最近だと、NHK連続テレビ小説『カムカムエヴリバディ』でヒロインの祖父役を演じたときには、すっかり“おじいちゃん”のイメージで。昔出演した朝ドラ『藍より青く』ではヒロインの相手役だったのに(笑)。あぁ、自分は今おじいちゃんになったんだなと感じる出来事でもありました。
それが、ゲーム配信をするようになったことでまた変化し始めているというか。今はまた違った“大和田伸也像”が作られつつあるのかもしれません。
――先ほど「自然体」とおっしゃいましたが、大和田さんにとってはどのような意味なのでしょうか。
大和田:例えば「いろいろな役を演じる中で、切り替えや役作りはどうしているんですか」と尋ねられることがあります。役作りをしっかりやるというタイプの役者さんがいる一方で、私は「自分の中にあるもの」が自然に出てくるタイプ。それから、仕事を受けるときはその役がいい役かどうかとか、自分のキャリアやイメージにとってどうか……よりも、面白そうだと思えばやる、というスタンスです。そういった「自分の心に従う」という意味で自然体だと思います。
――「演じよう」という気持ちではなく、役柄とシンクロするようなイメージでしょうか。お仕事以外で「自然体」な部分は?

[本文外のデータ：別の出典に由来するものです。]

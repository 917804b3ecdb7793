//! Environment variable lookups.
//!
//! The binary loads `.env` first, so every variable here may come from either
//! the process environment or that file. Parsing is split from lookup so it can
//! be tested without touching the environment.

use crate::core::receipt_query::{CategoryFilter, ReceiptQuery, SortKey};
use crate::errors::{Error, Result};
use chrono::{Datelike, NaiveDate};

/// Path of the settings file.
pub const CONFIG_VAR: &str = "RECEIPT_BUDDY_CONFIG";
/// Overrides the snapshot path from the settings file.
pub const SNAPSHOT_VAR: &str = "RECEIPT_BUDDY_SNAPSHOT";
/// Reporting month as `YYYY-MM`.
pub const PERIOD_VAR: &str = "RECEIPT_BUDDY_PERIOD";
/// Free-text receipt search.
pub const SEARCH_VAR: &str = "RECEIPT_BUDDY_SEARCH";
/// Receipt category filter, `all` or an id.
pub const CATEGORY_VAR: &str = "RECEIPT_BUDDY_CATEGORY";
/// Receipt sort key, `date-desc` or `amount-desc`.
pub const SORT_VAR: &str = "RECEIPT_BUDDY_SORT";

/// Reads an optional variable; unset and empty are both None.
#[must_use]
pub fn optional_var(name: &str) -> Option<String> {
    std::env::var(name).ok().filter(|v| !v.trim().is_empty())
}

/// Parses a `YYYY-MM` period into (month, year).
///
/// # Errors
/// `Error::InvalidPeriod` when the text is not a real month.
pub fn parse_period(text: &str) -> Result<(u32, i32)> {
    let trimmed = text.trim();
    NaiveDate::parse_from_str(&format!("{trimmed}-01"), "%Y-%m-%d")
        .map(|first| (first.month(), first.year()))
        .map_err(|_| {
            let mut parts = trimmed.splitn(2, '-');
            let year = parts.next().and_then(|y| y.parse().ok()).unwrap_or(0);
            let month = parts.next().and_then(|m| m.parse().ok()).unwrap_or(0);
            Error::InvalidPeriod { month, year }
        })
}

/// Reporting period from [`PERIOD_VAR`], or the month containing `today`.
///
/// # Errors
/// `Error::InvalidPeriod` when the variable is set but malformed.
pub fn report_period(today: NaiveDate) -> Result<(u32, i32)> {
    optional_var(PERIOD_VAR).map_or_else(
        || Ok((today.month(), today.year())),
        |raw| parse_period(&raw),
    )
}

/// Builds receipt criteria from raw search, category and sort values.
///
/// # Errors
/// `Error::InvalidFilter` for an unknown category or sort value.
pub fn parse_receipt_query(
    search: Option<&str>,
    category: Option<&str>,
    sort: Option<&str>,
) -> Result<ReceiptQuery> {
    let mut query = ReceiptQuery::default();
    if let Some(search) = search {
        query = query.with_search(search);
    }
    if let Some(category) = category {
        query = query.with_category(category.parse::<CategoryFilter>()?);
    }
    if let Some(sort) = sort {
        query = query.sorted_by(sort.parse::<SortKey>()?);
    }
    Ok(query)
}

/// Receipt criteria from [`SEARCH_VAR`], [`CATEGORY_VAR`] and [`SORT_VAR`].
///
/// # Errors
/// `Error::InvalidFilter` for an unknown category or sort value.
pub fn receipt_query() -> Result<ReceiptQuery> {
    parse_receipt_query(
        optional_var(SEARCH_VAR).as_deref(),
        optional_var(CATEGORY_VAR).as_deref(),
        optional_var(SORT_VAR).as_deref(),
    )
}
//! Category entity - A spending classification defined server-side.

use serde::{Deserialize, Serialize};

/// Category record as returned by the categories endpoint
#[derive(Clone, Debug, PartialEq, Eq, Serialize, Deserialize)]
pub struct Category {
    /// Unique identifier for the category
    pub id: i64,
    /// Display name, unique per user in practice
    pub name: String,
    /// Display color, e.g. `"#2F584F"`
    #[serde(default)]
    pub color: String,
    /// Optional icon reference
    #[serde(default)]
    pub icon: Option<String>,
}
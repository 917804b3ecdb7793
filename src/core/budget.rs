//! Budget aggregation business logic.
//!
//! This module turns a month's budget comparison rows into the figures shown on
//! the budget page: overall totals, the average utilization, and a severity band
//! per row. It can also build those rows locally from raw budgets and receipts,
//! and merge rows that share a (category, month, year) slot so totals are never
//! double-counted. Inputs are only ever borrowed.

use crate::{
    core::{category::CategoryDirectory, round_half_up},
    entities::{Budget, BudgetWithSpent, Receipt},
};
use chrono::Datelike;
use std::{collections::HashMap, fmt};
use tracing::{debug, warn};

/// Percentage at which a budget leaves the `Low` band.
pub const MEDIUM_FROM: i64 = 60;
/// Percentage at which a budget enters the `High` band.
pub const HIGH_FROM: i64 = 80;

/// Utilization band of a single budget, driving its display color.
#[derive(Debug, Clone, Copy, PartialEq, Eq, Hash, PartialOrd, Ord)]
pub enum Severity {
    /// Below 60%
    Low,
    /// 60% up to but excluding 80%
    Medium,
    /// 80% and above
    High,
}

impl Severity {
    /// Lowercase label of the band.
    #[must_use]
    pub const fn as_str(self) -> &'static str {
        match self {
            Self::Low => "low",
            Self::Medium => "medium",
            Self::High => "high",
        }
    }
}

impl fmt::Display for Severity {
    fn fmt(&self, f: &mut fmt::Formatter<'_>) -> fmt::Result {
        f.write_str(self.as_str())
    }
}

/// Classifies a utilization percentage into its severity band.
///
/// `< 60` is low, `60..80` is medium, `>= 80` is high.
#[must_use]
pub const fn classify(percentage: i64) -> Severity {
    if percentage < MEDIUM_FROM {
        Severity::Low
    } else if percentage < HIGH_FROM {
        Severity::Medium
    } else {
        Severity::High
    }
}

/// Totals across a set of budget rows.
#[derive(Debug, Clone, Copy, Default, PartialEq)]
pub struct BudgetSummary {
    /// Sum of budget amounts
    pub total_budget: f64,
    /// Sum of amounts spent
    pub total_spent: f64,
    /// `total_budget - total_spent`; negative when over budget overall
    pub total_remaining: f64,
    /// Rounded mean of the rows' percentages, 0 for no rows
    pub average_percentage: i64,
}

impl BudgetSummary {
    /// True when spending has not exceeded the combined budget.
    #[must_use]
    pub fn is_within_budget(&self) -> bool {
        self.total_remaining >= 0.0
    }

    /// `round(total_spent / total_budget * 100)`, 0 when nothing is budgeted.
    ///
    /// This weighs each row by its amount and can differ from
    /// `average_percentage`, which weighs every row equally. The summary keeps
    /// the average as its headline figure; this is offered alongside it.
    #[must_use]
    pub fn spent_ratio_percentage(&self) -> i64 {
        BudgetWithSpent::percentage_of(self.total_spent, self.total_budget)
    }
}

/// Computes totals and the average utilization of `items`.
///
/// Negative amounts or spends are summed as given.
///
/// # Arguments
/// * `items` - Budget rows for one month
///
/// # Returns
/// A `BudgetSummary`; all zero for an empty slice
#[must_use]
pub fn summarize(items: &[BudgetWithSpent]) -> BudgetSummary {
    let total_budget: f64 = items.iter().map(|item| item.amount).sum();
    let total_spent: f64 = items.iter().map(|item| item.spent).sum();

    let average_percentage = if items.is_empty() {
        0
    } else {
        // Percentages may be saturated at the i64 bounds.
        #[allow(clippy::cast_precision_loss)]
        let sum: f64 = items.iter().map(|item| item.percentage as f64).sum();
        #[allow(clippy::cast_precision_loss)]
        let mean = sum / items.len() as f64;
        round_half_up(mean)
    };

    BudgetSummary {
        total_budget,
        total_spent,
        total_remaining: total_budget - total_spent,
        average_percentage,
    }
}

/// Keeps the rows belonging to `month`/`year`, in their original order.
#[must_use]
pub fn in_period(items: &[BudgetWithSpent], month: u32, year: i32) -> Vec<BudgetWithSpent> {
    items
        .iter()
        .filter(|item| item.month == month && item.year == year)
        .cloned()
        .collect()
}

/// Merges rows that occupy the same (category, month, year) slot.
///
/// Each merged row keeps the first row's id and name, sums the amounts and
/// spends, and recomputes its percentage. Rows without duplicates pass through
/// unchanged. Order follows each slot's first appearance.
#[must_use]
pub fn consolidate(items: &[BudgetWithSpent]) -> Vec<BudgetWithSpent> {
    let mut merged: Vec<BudgetWithSpent> = Vec::with_capacity(items.len());
    let mut index_by_slot: HashMap<(i64, u32, i32), usize> = HashMap::new();

    for item in items {
        if let Some(&idx) = index_by_slot.get(&item.slot()) {
            let existing = &mut merged[idx];
            warn!(
                "Duplicate budget {} for category '{}' in {}/{} merged into budget {}",
                item.id, item.category_name, item.month, item.year, existing.id
            );
            existing.amount += item.amount;
            existing.spent += item.spent;
            existing.percentage = BudgetWithSpent::percentage_of(existing.spent, existing.amount);
        } else {
            index_by_slot.insert(item.slot(), merged.len());
            merged.push(item.clone());
        }
    }

    merged
}

/// Joins raw budgets with the receipts of their category and month.
///
/// Stands in for the backend's comparison endpoint when a payload carries only
/// raw budgets. Category names come from `directory`.
#[must_use]
pub fn project_spending(
    budgets: &[Budget],
    directory: &CategoryDirectory,
    receipts: &[Receipt],
) -> Vec<BudgetWithSpent> {
    let projected: Vec<BudgetWithSpent> = budgets
        .iter()
        .map(|budget| {
            let spent: f64 = receipts
                .iter()
                .filter(|r| {
                    r.category_id == Some(budget.category_id)
                        && r.receipt_date.month() == budget.month
                        && r.receipt_date.year() == budget.year
                })
                .map(|r| r.amount)
                .sum();
            let name = directory.display_name(Some(budget.category_id));
            BudgetWithSpent::new(budget, name, spent)
        })
        .collect();

    debug!(
        "Projected spending for {} budgets from {} receipts",
        projected.len(),
        receipts.len()
    );
    projected
}

#[cfg(test)]
mod tests {
    #![allow(clippy::float_cmp)]
    use super::*;
    use crate::test_utils::{
        budget, budget_item, food_and_shopping, sample_categories, sample_receipts,
    };

    #[test]
    fn test_summarize_empty() {
        let summary = summarize(&[]);
        assert_eq!(summary, BudgetSummary::default());
        assert_eq!(summary.total_budget, 0.0);
        assert_eq!(summary.total_spent, 0.0);
        assert_eq!(summary.total_remaining, 0.0);
        assert_eq!(summary.average_percentage, 0);
    }

    #[test]
    fn test_summarize_food_and_shopping() {
        let summary = summarize(&food_and_shopping());
        assert_eq!(summary.total_budget, 7000.0);
        assert_eq!(summary.total_spent, 5150.0);
        assert_eq!(summary.total_remaining, 1850.0);
        assert_eq!(summary.average_percentage, 80);
        assert!(summary.is_within_budget());
    }

    #[test]
    fn test_summarize_over_budget_overall() {
        let items = vec![budget_item(107, "Travel", 1000.0, 1500.0, 150)];
        let summary = summarize(&items);
        assert_eq!(summary.total_remaining, -500.0);
        assert!(!summary.is_within_budget());
    }

    #[test]
    fn test_summarize_average_rounds_half_up() {
        let items = vec![
            budget_item(108, "A", 100.0, 10.0, 10),
            budget_item(109, "B", 100.0, 11.0, 11),
        ];
        // mean 10.5
        assert_eq!(summarize(&items).average_percentage, 11);
    }

    #[test]
    fn test_summarize_saturated_percentages() {
        let huge = BudgetWithSpent::percentage_of(1e6, 1e-300);
        assert_eq!(huge, i64::MAX);
        let items = vec![
            budget_item(121, "Tiny", 1e-300, 1e6, huge),
            budget_item(122, "Tinier", 1e-300, 1e6, huge),
        ];
        let summary = summarize(&items);
        assert_eq!(summary.average_percentage, i64::MAX);
        assert_eq!(classify(summary.average_percentage), Severity::High);
    }

    #[test]
    fn test_summarize_passes_negative_values_through() {
        let items = vec![
            budget_item(110, "Refunds", -100.0, -20.0, 20),
            budget_item(111, "Food", 300.0, 120.0, 40),
        ];
        let summary = summarize(&items);
        assert_eq!(summary.total_budget, 200.0);
        assert_eq!(summary.total_spent, 100.0);
        assert_eq!(summary.average_percentage, 30);
    }

    #[test]
    fn test_summarize_does_not_mutate_input() {
        let items = food_and_shopping();
        let before = items.clone();
        let _ = summarize(&items);
        assert_eq!(items, before);
    }

    #[test]
    fn test_spent_ratio_differs_from_average() {
        let summary = summarize(&food_and_shopping());
        // 5150 / 7000 = 73.57%
        assert_eq!(summary.spent_ratio_percentage(), 74);
        assert_eq!(summary.average_percentage, 80);
        assert_eq!(BudgetSummary::default().spent_ratio_percentage(), 0);
    }

    #[test]
    fn test_classify_boundaries() {
        assert_eq!(classify(59), Severity::Low);
        assert_eq!(classify(60), Severity::Medium);
        assert_eq!(classify(79), Severity::Medium);
        assert_eq!(classify(80), Severity::High);
    }

    #[test]
    fn test_classify_extremes() {
        assert_eq!(classify(-10), Severity::Low);
        assert_eq!(classify(0), Severity::Low);
        assert_eq!(classify(250), Severity::High);
    }

    #[test]
    fn test_in_period() {
        let mut feb = budget_item(112, "Food", 100.0, 50.0, 50);
        feb.month = 2;
        let items = vec![budget_item(113, "Food", 100.0, 10.0, 10), feb];
        let jan = in_period(&items, 1, 2024);
        assert_eq!(jan.len(), 1);
        assert_eq!(jan[0].percentage, 10);
    }

    #[test]
    fn test_consolidate_merges_duplicate_slots() {
        let mut first = budget_item(114, "Food", 1000.0, 300.0, 30);
        first.id = 1;
        first.category_id = 5;
        let mut second = budget_item(115, "Food", 1000.0, 500.0, 50);
        second.id = 2;
        second.category_id = 5;
        let mut other = budget_item(116, "Transport", 400.0, 100.0, 25);
        other.id = 3;
        other.category_id = 6;

        let merged = consolidate(&[first, other, second]);
        assert_eq!(merged.len(), 2);
        assert_eq!(merged[0].id, 1);
        assert_eq!(merged[0].amount, 2000.0);
        assert_eq!(merged[0].spent, 800.0);
        assert_eq!(merged[0].percentage, 40);
        assert_eq!(merged[1].id, 3);
    }

    #[test]
    fn test_consolidate_keeps_unique_rows_verbatim() {
        let items = food_and_shopping();
        let merged = consolidate(&items);
        assert_eq!(merged, items);
    }

    #[test]
    fn test_project_spending_sums_matching_receipts() {
        let directory = CategoryDirectory::new(&sample_categories());
        let budgets = vec![
            budget(1, 2, 3100.0, 1, 2024),
            budget(2, 1, 1000.0, 1, 2024),
            budget(3, 1, 1000.0, 12, 2023),
            budget(4, 9, 300.0, 1, 2024),
        ];

        let rows = project_spending(&budgets, &directory, &sample_receipts());
        assert_eq!(rows.len(), 4);

        // Lazada 1200 + Shopee 350
        assert_eq!(rows[0].category_name, "Shopping");
        assert_eq!(rows[0].spent, 1550.0);
        assert_eq!(rows[0].percentage, 50);

        // January Netflix only; the December one belongs to budget 3
        assert_eq!(rows[1].spent, 500.0);
        assert_eq!(rows[1].percentage, 50);
        assert_eq!(rows[2].spent, 500.0);

        assert_eq!(rows[3].spent, 0.0);
        assert_eq!(rows[3].category_name, crate::core::category::UNKNOWN_CATEGORY);
    }
}
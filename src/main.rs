use chrono::{Datelike, Local};
use dotenvy::dotenv;
use receipt_buddy::{
    config::{self, environment},
    core::{
        category::UNCATEGORIZED,
        expense,
        receipt_query::ReceiptListParams,
        report::{self, BudgetReport},
    },
    errors::Result,
    snapshot::Snapshot,
};
use std::fmt::Write;
use tracing::{error, info};
use tracing_subscriber::EnvFilter;

fn main() -> Result<()> {
    // 1. Initialize tracing (as early as possible)
    tracing_subscriber::fmt()
        .with_env_filter(
            EnvFilter::try_from_default_env().unwrap_or_else(|_| EnvFilter::new("info")),
        )
        .init();

    // 2. Load .env file; variables may also be set externally
    dotenv().ok();
    info!("Attempted to load .env file.");

    // 3. Load the main application configuration
    let app_config = config::load_app_configuration()
        .inspect_err(|e| error!("Critical error loading application configuration: {}", e))?;
    info!("Successfully processed application configuration.");

    // 4. Load the exported backend payload
    let snapshot = Snapshot::load(&app_config.snapshot.path)
        .inspect_err(|e| error!("Failed to load snapshot {:?}: {}", app_config.snapshot.path, e))?;
    let directory = snapshot.directory();

    // 5. Resolve the reporting month and receipt criteria
    let today = Local::now().date_naive();
    let (month, year) = environment::report_period(today)?;
    let query = environment::receipt_query()?;
    info!("Reporting on {:02}/{} with {:?}", month, year, query);

    let currency = &app_config.receipts.currency;
    let mut out = String::new();

    // 6. Budget report
    let rows = snapshot.budget_rows(&directory);
    let budget_report = BudgetReport::build(&rows, month, year, &app_config.insights);
    out.push_str(&report::format_budget_report(&budget_report, currency));

    // 7. Spending breakdown for the month
    let month_receipts: Vec<_> = snapshot
        .receipts
        .iter()
        .filter(|r| r.receipt_date.month() == month && r.receipt_date.year() == year)
        .cloned()
        .collect();
    let month_total: f64 = month_receipts.iter().map(|r| r.amount).sum();
    let totals = expense::totals_by_category(&month_receipts, &directory);

    let _ = writeln!(
        out,
        "\nSpent today: {}",
        report::format_amount(expense::spent_on(&snapshot.receipts, today), currency)
    );
    let _ = writeln!(
        out,
        "Spending by category ({} receipts, average {} {currency})",
        month_receipts.len(),
        expense::average_per_receipt(month_total, month_receipts.len())
    );
    for share in expense::category_shares(&totals, UNCATEGORIZED) {
        let _ = writeln!(
            out,
            "  {:<16} {:>16} {:>4}%",
            share.category_name,
            report::format_amount(share.total, currency),
            share.percentage
        );
    }

    // 8. Recent expenses
    out.push_str("\nRecent expenses\n");
    for line in expense::recent_expenses(
        &snapshot.receipts,
        &directory,
        app_config.receipts.recent_limit,
    ) {
        let _ = writeln!(
            out,
            "  {} {:>16}  {:<24} {}",
            line.date.format("%Y-%m-%d"),
            report::format_amount(line.amount, currency),
            line.description,
            line.category
        );
    }

    // 9. Receipt list: page fetch, then client-side criteria
    let fetched = ReceiptListParams::for_query(&query, app_config.receipts.fetch_limit)
        .select(&snapshot.receipts);
    let shown = query.apply(&fetched);
    let _ = writeln!(out, "\nReceipts ({} of {})", shown.len(), fetched.len());
    out.push_str(&report::format_receipt_table(&shown, &directory));

    print!("{out}");
    Ok(())
}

大和田:生き方そのものですね。見栄を張るために高級車や高級ブランドの腕時計をあれこれ買ったりもしませんし、着るものも普段はラフなジーパンばかり。何をやるにしても、自分は自分だという気持ちを大切にしています。
年を重ねると、どうしても「もういい年だから」といろいろなことから距離を置いてしまうことが多くなるでしょう。「もう何歳なのに」「〇〇会社のお偉いさんなのに」みたいな周囲の目も気になるし、どんどん自分を縛るものが増えてくるんですよ。
それを払拭していくためにも、年齢や時代に引きずられない自然体の自分はずっと大事にしていきたいですね。「もういい歳だから」なんて言ってあきらめていたら、時間がもったいないですよ(笑)。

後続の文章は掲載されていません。